Jede Woche ein Buch. Die Erfahrung lehrt: Eine Woche hat hier 14 Tage. (Und ich hänge mit der verbalen Rückschau ganz schön hinterher.) Rückblick #4
586 Seiten. Immer wieder bin ich um sie herumgeschlichen, immer wieder sah ich sie auf Bestsellerlisten und immer wieder schreckte mich der thematische Rahmen „Zweiter Weltkrieg, Judenverfolgung und die Geschichte eines neunjährigen Mädchens, das Bücher stiehlt“ ab. Weihnachten 2010 bekam ich „Die Bücherdiebin“ geschenkt und las es kurz darauf in zweieinhalb Tagen. Ich las vom Elendsalltag im Krieg und trotzigen Glücksmomenten, von einfachen Menschen mit sehr großem Herz.
Liesel Memingers kleiner Bruder stirbt, als sie zu Pflegeeltern gebracht wird. Bei der Beerdigung verliert der Totengräber ein Buch, Liesel nimmt es an sich, obwohl sie nicht lesen kann. Das aber bringt ihr in vielen wachen Nächten Hans Hubermann, der Ziehvater, in ihrem neuen Zuhause in der Himmelstrasse bei. Rosa Hubermann, die Liesel immer nur Saumensch schimpft, weil das ihr Ausdruck von Liebe ist und Nachbarsjunge Rudi Steiner, der Raufkopf, beste Freund und Verehrer von Liesel spielen in diesem Buch Nebenrollen, die in jeder Verfilmung sehr weise besetzt werden sollten. Denn alle sind für die Entwicklung dieser Geschichte, sind für Liesel so unendlich wichtig. („Was ist schlimmer als ein Junge, der dich hasst? Ein Junge, der dich liebt.“) Auch Max, der Jude, der im Keller versteckt wird und dessen erbärmlicher Zustand und Verzweiflung beinahe aus den Seiten tropfen, zieht den Leser immer tiefer in den Sog der Geschichte. („Sie gingen nach Dachau, um sich zu konzentrieren.“) Und dennoch werden in Die Bücherdiebin die Ereignisse mit beinahe leichten, zynischen Bildern erzählt. („Wisst ihr, ich frage mich wirklich, ob nicht irgendwann irgendwo beim Hitlergruß jemand einmal ein Auge verloren hat… Man musste doch bloß zur falschen Zeit in die falsche Richtung schauen oder zu nah vor jemandem stehen.“) Der Tod jedenfalls beobachtet und bewundert Liesel – und verschont sie. („Welche grenzenlose Boshaftigkeit in der Gnade des Überlebens liegen kann!“)
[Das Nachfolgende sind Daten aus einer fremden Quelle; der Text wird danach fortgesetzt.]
#[cfg(test)]
mod tests {
    use super::*;
    use crate::clock::ManualClock;
    use crate::config::{RouteRuleConfig, RuleConfig};
    use chrono::TimeZone;

    fn t0() -> DateTime<Utc> {
        Utc.with_ymd_and_hms(2024, 6, 3, 9, 30, 0).unwrap()
    }

    fn config() -> RateLimitConfig {
        RateLimitConfig {
            default: RuleConfig {
                max_requests: 100,
                window_seconds: 60,
                burst: None,
            },
            routes: vec![RouteRuleConfig {
                pattern: "/api/v1/signals/parse".to_string(),
                max_requests: 5,
                window_seconds: 60,
                burst: Some(5),
            }],
            ..RateLimitConfig::default()
        }
    }

    fn controller() -> (AdmissionController, ManualClock) {
        let clock = ManualClock::new(t0());
        let controller = AdmissionController::with_clock(&config(), Arc::new(clock.clone()))
            .expect("valid config");
        (controller, clock)
    }

    const PARSE: &str = "/api/v1/signals/parse";

    #[test]
    fn test_first_five_allowed_sixth_denied() {
        let (controller, _clock) = controller();

        for i in 0..5 {
            let decision = controller.check("ip:10.0.0.1", PARSE).unwrap();
            assert!(decision.is_allowed(), "request {} should be allowed", i + 1);
        }

        let decision = controller.check("ip:10.0.0.1", PARSE).unwrap();
        assert!(!decision.is_allowed());
        let info = decision.info();
        assert_eq!(info.remaining, 0);
        assert!(info.retry_after.unwrap() >= 1);
        assert_eq!(info.retry_after, Some(60));
    }

    #[test]
    fn test_metadata_on_allowed_request() {
        let (controller, _clock) = controller();
        let decision = controller.check("user:7", PARSE).unwrap();

        assert_eq!(
            decision,
            Decision::Allowed(RateLimitInfo {
                limit: 5,
                remaining: 4,
                reset_at: t0().timestamp() + 60,
                window_seconds: 60,
                retry_after: None,
            })
        );
    }

    #[test]
    fn test_window_resets_after_elapsed() {
        let (controller, clock) = controller();
        for _ in 0..6 {
            controller.check("ip:10.0.0.1", PARSE).unwrap();
        }
        assert!(!controller.check("ip:10.0.0.1", PARSE).unwrap().is_allowed());

        clock.advance_secs(61);
        let decision = controller.check("ip:10.0.0.1", PARSE).unwrap();
        assert!(decision.is_allowed());
        assert_eq!(decision.info().remaining, 4);
        assert_eq!(decision.info().reset_at, t0().timestamp() + 61 + 60);
    }

    #[test]
    fn test_retry_after_shrinks_with_time_but_never_below_one() {
        let (controller, clock) = controller();
        for _ in 0..5 {
            controller.check("k", PARSE).unwrap();
        }

        clock.advance_secs(45);
        let info = *controller.check("k", PARSE).unwrap().info();
        assert_eq!(info.retry_after, Some(15));

        clock.advance(Duration::milliseconds(14_800));
        let info = *controller.check("k", PARSE).unwrap().info();
        assert_eq!(info.retry_after, Some(1));
    }

    #[test]
    fn test_remaining_never_negative() {
        let (controller, _clock) = controller();
        for n in 1..=20u32 {
            let info = *controller.check("ip:1.1.1.1", PARSE).unwrap().info();
            assert_eq!(info.remaining, 5u32.saturating_sub(n));
        }
    }

    #[test]
    fn test_identities_do_not_share_buckets() {
        let (controller, _clock) = controller();
        for _ in 0..5 {
            assert!(controller.check("user:a", PARSE).unwrap().is_allowed());
        }
        assert!(!controller.check("user:a", PARSE).unwrap().is_allowed());
        assert!(controller.check("user:b", PARSE).unwrap().is_allowed());
        assert_eq!(controller.tracked_buckets(), 2);
    }

    #[test]
    fn test_default_rule_buckets_per_path() {
        let (controller, _clock) = controller();
        controller.check("user:a", "/api/v1/trades").unwrap();
        controller.check("user:a", "/api/v1/accounts").unwrap();
        assert_eq!(controller.tracked_buckets(), 2);
        assert_eq!(controller.rule_for("/api/v1/trades").max_requests(), 100);
    }

    #[test]
    fn test_concurrent_requests_admit_exactly_limit() {
        let (controller, _clock) = controller();
        let allowed = std::sync::atomic::AtomicU32::new(0);
        let denied = std::sync::atomic::AtomicU32::new(0);

        std::thread::scope(|s| {
            for _ in 0..64 {
                s.spawn(|| {
                    let decision = controller.check("ip:9.9.9.9", PARSE).unwrap();
                    let counter = if decision.is_allowed() {
                        &allowed
                    } else {
                        &denied
                    };
                    counter.fetch_add(1, std::sync::atomic::Ordering::SeqCst);
                });
            }
        });

        assert_eq!(allowed.load(std::sync::atomic::Ordering::SeqCst), 5);
        assert_eq!(denied.load(std::sync::atomic::Ordering::SeqCst), 59);
    }

    #[test]
    fn test_bypasses_excluded_paths() {
        let (controller, _clock) = controller();
        assert!(controller.bypasses("/health"));
        assert!(controller.bypasses("/swagger-ui/index.html"));
        assert!(controller.bypasses("/api-docs/openapi.json"));
        assert!(!controller.bypasses("/healthz"));
        assert!(!controller.bypasses(PARSE));
        assert_eq!(controller.tracked_buckets(), 0);
    }

    #[test]
    fn test_disabled_controller_bypasses_everything() {
        let mut config = config();
        config.enabled = false;
        let controller = AdmissionController::new(&config).unwrap();
        assert!(controller.bypasses(PARSE));
        assert!(!controller.is_enabled());
    }

    #[test]
    fn test_sweep_runs_from_hot_path_after_interval() {
        let (controller, clock) = controller();
        controller.check("user:idle", PARSE).unwrap();

        // Past the 1h retention and the 5min sweep interval.
        clock.advance_secs(3600 + 301);
        controller.check("user:active", PARSE).unwrap();

        assert_eq!(controller.tracked_buckets(), 1);
        assert!(
            controller
                .buckets
                .get(&bucket_key("user:active", PARSE))
                .is_some()
        );
    }

    #[test]
    fn test_sweep_keeps_recent_buckets() {
        let (controller, clock) = controller();
        controller.check("user:a", PARSE).unwrap();
        clock.advance_secs(30 * 60);
        controller.check("user:b", PARSE).unwrap();
        clock.advance_secs(31 * 60);

        assert_eq!(controller.sweep(), 1);
        assert!(
            controller
                .buckets
                .get(&bucket_key("user:b", PARSE))
                .is_some()
        );
        assert!(
            controller
                .buckets
                .get(&bucket_key("user:a", PARSE))
                .is_none()
        );
    }

    #[test]
    fn test_sweep_not_run_before_interval() {
        let (controller, clock) = controller();
        controller.check("user:a", PARSE).unwrap();

        clock.advance_secs(3601);
        // A sweep ran ten seconds ago.
        *controller.last_sweep.lock() = clock.now() - Duration::seconds(10);
        controller.check("user:b", PARSE).unwrap();
        assert_eq!(controller.tracked_buckets(), 2);
    }

    #[test]
    fn test_huge_window_rejected_at_construction() {
        let mut config = config();
        config.routes[0].window_seconds = u64::MAX;
        assert!(AdmissionController::new(&config).is_err());
    }

    #[test]
    fn test_window_end_past_time_range_reports_error() {
        let clock = ManualClock::new(DateTime::<Utc>::MAX_UTC);
        let controller = AdmissionController::with_clock(&config(), Arc::new(clock)).unwrap();
        assert!(matches!(
            controller.check("user:a", PARSE),
            Err(AdmissionError::ResetOverflow(_))
        ));
    }

    #[test]
    fn test_retry_after_rounds_partial_seconds_up() {
        let clock = ManualClock::new(t0() + Duration::milliseconds(700));
        let controller =
            AdmissionController::with_clock(&config(), Arc::new(clock.clone())).unwrap();
        for _ in 0..5 {
            assert!(controller.check("k", PARSE).unwrap().is_allowed());
        }

        // Window ends at t0 + 60.7s; 30.5s remain.
        clock.advance(Duration::milliseconds(29_500));
        let decision = controller.check("k", PARSE).unwrap();
        assert!(!decision.is_allowed());
        assert_eq!(decision.info().retry_after, Some(31));
        assert_eq!(decision.info().reset_at, t0().timestamp() + 61);
    }
}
Jedes Kapitel beginnt mit einer kurzen Beschreibung der Geschehnisse. Das wirkt anfangs befremdlich, schließlich wird man dadurch über deren Verlauf vorgewarnt. Überraschung: Man ist nicht weniger entsetzt. Markus Zusak, Autor des Romans, schreibt in einer Mischung aus poetischen Bildern und krasser Direktheit. Kurze Hauptsätze reichten, um mich komplett aus der Fassung zu bringen. Aufwühlend UND tröstlich – das ist dann wohl die Macht der Worte, die auch Liesel durch die Zeit hilft. Leider habe ich bei der Lektüre keine Markierungen an besonders beeindruckenden Sätzen notiert. Ich werde das Buch also noch einmal lesen müssen, denn Liesel Meminger stiehlt nicht nur Bücher, sie stiehlt auch dein Herz.